▸ **WHAT THE TASK REQUIRES**: Only lines holding the word "LockStore" should be copied from the material.

▸ **SUPPLIED DATA**:
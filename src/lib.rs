//! WolfLease - Lease-Based Leader Election
//!
//! Elects a single leader among cooperating processes by contending for a
//! time-limited lease on a shared lock record.
//!
//! # Architecture
//!
//! Every participant runs a [`LeaderElector`] against the same
//! [`LockStore`](lock::LockStore). Writes are compare-and-swap on the
//! record version, so only one participant can take or extend the lease.
//! The holder keeps renewing; once it misses its renew deadline it steps
//! down locally, well before anyone else may take over.
//!
//! # Features
//!
//! - SQLite and in-memory lock stores
//! - Leadership transition callbacks delivered off the election loop
//! - Audit trail of acquisitions, renewals and releases
//! - HTTP status endpoints
//! - Graceful release on shutdown

pub mod api;
pub mod config;
pub mod election;
pub mod error;
pub mod lock;

pub use config::WolfLeaseConfig;
pub use election::LeaderElector;
pub use error::{Error, Result};

/// Re-export commonly used types
pub mod prelude {
    pub use crate::config::WolfLeaseConfig;
    pub use crate::election::{
        ElectionConfig, ElectionPhase, ElectionState, LeaderElector, LeaderEvent, StatusHandle,
    };
    pub use crate::error::{Error, Result};
    pub use crate::lock::{LockKey, LockRecord, LockStore, MemoryLockStore, ResourceLock, SqliteLockStore};
}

▸ **WRITTEN REPLY**:
//! [`LockStore`](lock::LockStore). Writes are compare-and-swap on the
    pub use crate::lock::{LockKey, LockRecord, LockStore, MemoryLockStore, ResourceLock, SqliteLockStore};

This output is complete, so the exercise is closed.